A 150-year-old bottle of alcohol may no longer be a mystery, as researchers now believe it contains alcoholic apple cider.

The bottle, produced between 1870 and 1890, was found this past summer at an archaeological site in Alta, Utah, a former mining town turned ski resort.

Ian Wright, an archaeologist with the Utah State Historic Preservation Office, shared his excitement on Facebook: 

“Utah’s Wild West in a bottle! A rare 150-year-old full bottle of alcohol was unearthed in Alta - the only intact historic spirit found in a Utah archaeological site - and local preservationists and distillers are exploring what it can teach us about life in the past.”

People ski at Alta Ski Area in Little Cottonwood Canyon in the Wasatch Mountains on February 08, 2026 in Alta, Utah.
People ski at Alta Ski Area in Little Cottonwood Canyon in the Wasatch Mountains on February 08, 2026 in Alta, Utah. (credit: Mario Tama/Getty Images)

Wright later spoke with a local newspaper, where he emphasized the rarity of the artifact

“We rarely find a bottle with a cork at all. Or if we do find one, the corks shriveled up and shrunk inside of it.

“This bottle just kind of rolled down the hill. When they picked it up, it was still full. It still had a cork in it. We realized, ‘Oh my gosh, this is a real treasure,’” said Wright.

Analysis of the bottle's contents

The bottle was later delivered to High West Distillery in Park City, which, when it was founded in 2006, became the first legal distillery in Utah since the 1870s.

Experts began investigating the liquid in the container, taking a sip of it.

According to Fox 13, Tara Lindly, director of sensory and product development at High West, described her initial scent as an “oxidized fruit note.”

Isaac Winter, head of distilling at High West, reinforced Lindly’s sentiments and found the drink to be “fruity.”

“It tastes sort of like a Fino Sherry, like there’s some kind of oxidized fruit notes, some raisins, some honey notes, but it’s low ABV,”  Winter said.

He continues: "There's a little bit of leather. There's quite a bit of age on it."

Recent lab results of the liquid suggest an apple cider. Though researchers say the results are not fully conclusive, Winter described them as “really exciting” during an interview with Fox 13.

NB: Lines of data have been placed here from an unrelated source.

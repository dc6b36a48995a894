//! Data model for the ACS core: devices, their raw parameters, and tasks.

pub mod device;
pub mod task;

pub use device::{Device, DeviceParameter, DeviceStatus, DeviceStatusLogEntry};
pub use task::{Task, TaskStatus, TaskType};
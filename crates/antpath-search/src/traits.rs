use antpath_core::{Grid, Node};

use crate::error::SearchError;
use crate::search::SearchStatus;
use crate::session::SessionId;

/// The start/advance/query surface shared by [`PathSearch`](crate::PathSearch)
/// and [`SearchSession`](crate::SearchSession).
pub trait PathFinder<'g> {
    /// Begin a new search, discarding any previous one.
    fn start_search(
        &mut self,
        grid: &'g Grid,
        start: &'g Node,
        end: &'g Node,
    ) -> Result<(), SearchError>;

    /// Expand up to `step_budget` nodes; 0 means run to completion.
    fn advance(&mut self, step_budget: u32) -> Result<SearchStatus, SearchError>;

    /// Whether the search finished, with or without a path.
    fn is_complete(&self) -> bool;

    /// Node count of the found path; 0 until complete or if unreachable.
    fn path_len(&self) -> usize;

    /// The `index`-th path node, start first.
    fn path_node(&self, index: usize) -> Result<&'g Node, SearchError>;
}

/// Receives path nodes for drawing.
///
/// Implemented by presentation layers; the search never reads anything
/// back from a sink.
pub trait PathSink {
    /// `nodes` continue the path of session `id` from where the previous
    /// call for that session left off.
    fn path_nodes(&mut self, id: SessionId, nodes: &[&Node]);
}

impl<S: PathSink + ?Sized> PathSink for &mut S {
    fn path_nodes(&mut self, id: SessionId, nodes: &[&Node]) {
        (**self).path_nodes(id, nodes)
    }
}
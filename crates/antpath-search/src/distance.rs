use antpath_core::{Node, TilePos};

/// Octile distance between two tiles: diagonal steps weigh √2, straight
/// steps 1.
///
/// Adjacent steps are charged [`step_cost`], which prices diagonals the
/// same as straight moves, so this estimate can exceed the real remaining
/// cost on diagonal-heavy routes.
#[inline]
pub fn octile(a: TilePos, b: TilePos) -> f32 {
    let (dx, dy) = a.abs_diff(b);
    let (dx, dy) = (dx as f32, dy as f32);
    (dx + dy) + (std::f32::consts::SQRT_2 - 2.0) * dx.min(dy)
}

/// Cost of stepping onto the adjacent node `to`, in any of the 8
/// directions.
#[inline]
pub fn step_cost(to: &Node) -> f32 {
    to.travel_cost_modifier()
}

#[cfg(test)]
mod tests {
    use super::*;

    #[test]
    fn octile_straight_and_diagonal() {
        let o = TilePos::new(0, 0);
        assert_eq!(octile(o, o), 0.0);
        assert_eq!(octile(o, TilePos::new(4, 0)), 4.0);
        assert_eq!(octile(o, TilePos::new(0, 3)), 3.0);
        let d = octile(o, TilePos::new(3, 3));
        assert!((d - 3.0 * std::f32::consts::SQRT_2).abs() < 1e-5);
        // Two diagonal steps plus one straight.
        let m = octile(TilePos::new(5, 1), TilePos::new(2, 3));
        assert!((m - (1.0 + 2.0 * std::f32::consts::SQRT_2)).abs() < 1e-5);
    }

    #[test]
    fn octile_is_symmetric() {
        let a = TilePos::new(7, 2);
        let b = TilePos::new(1, 9);
        assert_eq!(octile(a, b), octile(b, a));
    }
}
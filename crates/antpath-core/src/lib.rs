//! **antpath-core**: the static grid model searched by `antpath-search`.
//!
//! This crate provides the read-only data that path searches run over:
//! tile/world geometry helpers, the immutable per-cell [`Node`] record and
//! the [`Grid`] that owns every node. A grid never changes after
//! construction, so any number of searches may borrow it at once.

pub mod geom;
pub mod grid;
pub mod node;

pub use geom::{TilePos, WorldPos, tile_center};
pub use grid::{Grid, GridError};
pub use node::{Node, NodeInit};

"We saw a couple of esters [organic compounds] that would suggest the base was apples," he said.

The liquid will now undergo a series of tests at a third-party lab to verify whether the bottle contains apple-specific compounds, such as malic acid, and to determine the drink's alcohol content.

Once further tests are undergone, the High West Distillery team is looking to replicate the drink, and is "exploring different options to work with labs on plating this out."

"There's probably a whole mess of different microbes in there - bacteria, yeast.

"We need it to, you know, be able to eat sugar and create alcohol and CO2. We also want it to taste good at the end of the day," Winter said.